Suppose an organization believes its risk appetite is set just right. What happens if weaknesses in its monitoring and detection capabilities cloud its visibility so severely that it has no idea how much risk it is truly absorbing? Even a carefully determined risk appetite cannot provide meaningful guardrails if it is out of sync with reality.
This is what happened to a large Japan-based telecommunications company. The security operations center (SOC) was receiving some unwelcome surprises: Sophisticated white hat attacks that targeted the system escaped detection more than once. Eventually, external penetration testing and other red team activities traced many of the problems to vulnerabilities in unmonitored applications that were not included in the enterprise’s asset inventories.
The vulnerability detection misses were adding up, and the number of entry points for an attacker to drop malware into the system was unknown. A serious exploit could have resulted in the theft of intellectual property, reputational damage, loss of customer trust, legal actions, and severe financial consequences. The need for a risk appetite reassessment was painfullyclear.
Namrata Barpanda has more than 10 years of experience in information security engineering, including three years with the aforementioned telecom company. While there, she applied the skills and knowledge acquired through her Certified Information Security Manager® (CISM®) training to help reassess the enterprise risk appetite, bolster its detection capabilities, and prioritize mitigation of the security gaps.1 She was initially employed as a cybersecurity engineer with the SOC, where she developed a specialty in detection engineering. After a year, she advanced to a leadership role, overseeing the work of nine other engineers for the next two years.
Monitoring in the Dark
The security problems that ultimately led to the reassessment did not appear all at once. In fact, many did not appear at all. Often, it was only when something went wrong in the system that the SOC realized there had been a detection miss.
The organization’s security operation involved multiple C-level executives, departments, and teams (figure 1).
The SOC monitored security alerts on a 24/7 basis using a handful of assets, but it had no asset discovery tool capable of detecting whether a new hosted application came online or if an untested application was onboarded to the production environment. The SOC staff knew there were many gaping loopholes. Because they did not have visibility into all the assets the enterprise owned, an unknown number were not being monitored. They saw evidence of system glitches and intrusion attempts that were detected only after a failure occurred.
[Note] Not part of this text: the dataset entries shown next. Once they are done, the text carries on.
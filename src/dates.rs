use crate::error::{PlanningError, Result};
use crate::numeric::{round2, round_half_up};
use chrono::{Datelike, Days, Months, NaiveDate};

/// Days used to approximate the fractional part of a month offset.
pub const DAYS_PER_MONTH: f64 = 30.0;

pub fn parse_iso_date(text: &str) -> Result<NaiveDate> {
    NaiveDate::parse_from_str(text.trim(), "%Y-%m-%d").map_err(|_| {
        PlanningError::DateError(format!("Invalid date: {}. Expected YYYY-MM-DD", text))
    })
}

/// Steps back `months` calendar months keeping the day of month. A day that
/// does not exist in the target month rolls forward into the following month,
/// so 31 March minus one month is 3 March in a non-leap year. Offsets past
/// the earliest representable date clamp to [`NaiveDate::MIN`].
pub fn subtract_months(date: NaiveDate, months: u32) -> NaiveDate {
    date.with_day(1)
        .and_then(|first| first.checked_sub_months(Months::new(months)))
        .and_then(|first| first.checked_add_days(Days::new(u64::from(date.day() - 1))))
        .unwrap_or(NaiveDate::MIN)
}

/// Concrete date for a milestone `months_before` the anchor.
///
/// Whole months use calendar arithmetic; the fractional remainder is
/// approximated as `round(fraction * 30)` days, so 0.5 months is 15 days and
/// 0.25 months is 8 days. Non-finite offsets are treated as zero.
pub fn calculate_target_date(anchor: NaiveDate, months_before: f64) -> NaiveDate {
    let months_before = if months_before.is_finite() {
        months_before.max(0.0)
    } else {
        0.0
    };

    let whole = months_before.floor();
    let fraction = months_before - whole;
    let extra_days = round_half_up(fraction * DAYS_PER_MONTH) as u64;

    // saturates at u32::MAX, which subtract_months clamps
    let shifted = subtract_months(anchor, whole as u32);
    shifted
        .checked_sub_days(Days::new(extra_days))
        .unwrap_or(NaiveDate::MIN)
}

/// Inverse of [`calculate_target_date`]: how many months before `anchor` the
/// `target` falls, never negative, rounded to two decimals.
pub fn calculate_months_before(anchor: NaiveDate, target: NaiveDate) -> f64 {
    round2(get_months_between(target, anchor).max(0.0))
}

/// Signed month distance using the same 30-day approximation for days.
pub fn get_months_between(start: NaiveDate, end: NaiveDate) -> f64 {
    let years = (end.year() - start.year()) as f64;
    let months = end.month() as f64 - start.month() as f64;
    let days = end.day() as f64 - start.day() as f64;
    years * 12.0 + months + days / DAYS_PER_MONTH
}

/// Position of `date` on a timeline window as a percentage in `[0, 100]`.
/// A zero-length window always maps to `0`.
pub fn get_gantt_position(date: NaiveDate, window_start: NaiveDate, window_end: NaiveDate) -> f64 {
    let total = (window_end - window_start).num_days();
    if total == 0 {
        return 0.0;
    }

    let elapsed = (date - window_start).num_days();
    let position = elapsed as f64 / total as f64 * 100.0;
    position.clamp(0.0, 100.0)
}

/// Human label for an offset: `1 year 6mo before`, `3 months before`,
/// `2 weeks before`.
pub fn format_relative_months(months_before: f64) -> String {
    let months_before = if months_before.is_finite() {
        months_before.max(0.0)
    } else {
        0.0
    };

    if months_before >= 12.0 {
        let years = (months_before / 12.0).floor();
        let remainder = (months_before - years * 12.0).floor();
        let unit = if years == 1.0 { "year" } else { "years" };
        if remainder > 0.0 {
            format!("{} {} {}mo before", years, unit, remainder)
        } else {
            format!("{} {} before", years, unit)
        }
    } else if months_before >= 1.0 {
        let months = months_before.floor();
        let unit = if months == 1.0 { "month" } else { "months" };
        format!("{} {} before", months, unit)
    } else {
        let weeks = round_half_up(months_before * 4.0);
        let unit = if weeks == 1.0 { "week" } else { "weeks" };
        format!("{} {} before", weeks, unit)
    }
}

pub fn month_start(date: NaiveDate) -> NaiveDate {
    date.with_day(1).unwrap_or(date)
}

pub fn next_month_start(date: NaiveDate) -> NaiveDate {
    let first = month_start(date);
    first.checked_add_months(Months::new(1)).unwrap_or(first)
}

/// `"2025-06"`
pub fn month_key(date: NaiveDate) -> String {
    date.format("%Y-%m").to_string()
}

/// `"Jun 2025"`
pub fn month_label(date: NaiveDate) -> String {
    date.format("%b %Y").to_string()
}

/// First day of every month from `start`'s month through `end`'s month.
pub fn month_starts_in_range(start: NaiveDate, end: NaiveDate) -> Vec<NaiveDate> {
    let mut months = Vec::new();
    let last = month_start(end);

    let mut current = month_start(start);
    while current <= last {
        months.push(current);
        let next = next_month_start(current);
        if next == current {
            break;
        }
        current = next;
    }

    months
}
They knew that vendor products were, in some cases, outdated and unpatched.
For example, a third-party product the company was using was not patched to the prior major version (N-1). Instead, a much older version (N-3 or N-4) was in use. The company needed vendor support to upgrade the software, and the security team needed to make sure the upgraded version was stable. It had to be tested to ensure that it worked with the other applications in use and would not break the system. Many security measures and detection capabilities needed to be in place before the vulnerabilities could be safely and effectively patched.
Under ideal circumstances, developers would test applications in a carefully controlled lab setting before releasing them to production, but due to time constraints, they occasionally onboarded software without even building a lab environment. In those cases, any testing that was done occurred in the real world, where cyberintruders were eagerly scanning their surroundings for low-hanging fruit.
Sometimes, the developers built a lab environment for software testing but failed to implement proper security controls—for example, changing default settings to unique user ID and password combinations. When that critical step was overlooked, anyone could log into the system easily, often with credentials as obvious as admin/admin.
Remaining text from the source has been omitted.